Chapter 7. Animation Performance
Performance affects everything. Increased performance—apparent or real—drastically
improves UX, which in turn boosts your company’s bottom line. Several major studies
have demonstrated that latency increases on search engines result in significant decreases
in revenue per user. To put it bluntly, people hate waiting.
As explained in Chapter 1, JavaScript animation performance is comparable to that of
CSS animation. So, if you’re using a modern animation library such as Velocity.js, the
performance of your animation engine is not your app’s bottleneck—it’s your own code.
That’s what this chapter explores: techniques for coding high-performance animations
across all browsers and devices.
The reality of web performance
If you’ve ever wondered why running concurrent animations slows down your UI, or why
your site performs slowly on mobile devices, this chapter is for you.

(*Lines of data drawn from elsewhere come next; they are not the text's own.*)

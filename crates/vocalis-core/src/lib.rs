//! vocalis-core - model lifecycle management
//!
//! Lazily loaded, shared model instances that unload themselves after an
//! idle time-to-live, plus the configuration and logging setup shared by
//! every vocalis crate.

pub mod config;
pub mod error;
pub mod lifecycle;
pub mod logging;
pub mod manager;
pub mod ttl;
pub mod types;

pub use config::{Config, Family, FamilyConfig, InferenceOptions};
pub use error::LifecycleError;
pub use lifecycle::{LoadFn, ModelLease, ModelState, SelfDisposingModel, UnloadedCallback};
pub use logging::{init_logging, LogConfig, LogFormat};
pub use manager::{LoadedModelInfo, ModelLoader, ModelManager};
pub use ttl::Ttl;
pub use types::*;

Animations are a very resource-intensive process for browsers to perform, but there are
many techniques that can help the browser work as efficiently as possible. We’re about to
learn them.
From the perspective of UI design, there’s no shortage of articles extolling the virtues of
building mobile-first, responsive websites. Conversely, from the perspective of UI
performance, most of us, as developers, are unaware of what best practices are or how to
follow them. Staying abreast of the web performance landscape is overwhelming and
oftentimes futile; we’re held captive by browser and device quirks, byproducts of the
volume of devices (desktops, smartphones, and tablets) and browsers (Chrome, Android,
Firefox, Safari, Internet Explorer) that crowd the ecosystem. Considering that these
platforms are continuously updated, it’s no surprise that we often throw in the towel and
sideline performance concerns as much as we can. Sometimes we may even be tempted to
do away with animations altogether if we’re unsure how to implement them without
sacrificing performance.
We tell ourselves:
Since devices are getting faster, as users continue upgrading their hardware,
my site will become progressively more performant.
Unfortunately, the global reality is the exact opposite: the smartphones that the
developing world is adopting fall short of the performance of the latest iPhones in our
pockets. Do you really want to forsake building products for the next few billion people
coming online? The upcoming Firefox OS initiative is poised to bring capable
smartphones to hundreds of millions of people, so we’re not simply waxing poetic about
hypotheticals. The mobile revolution is here now.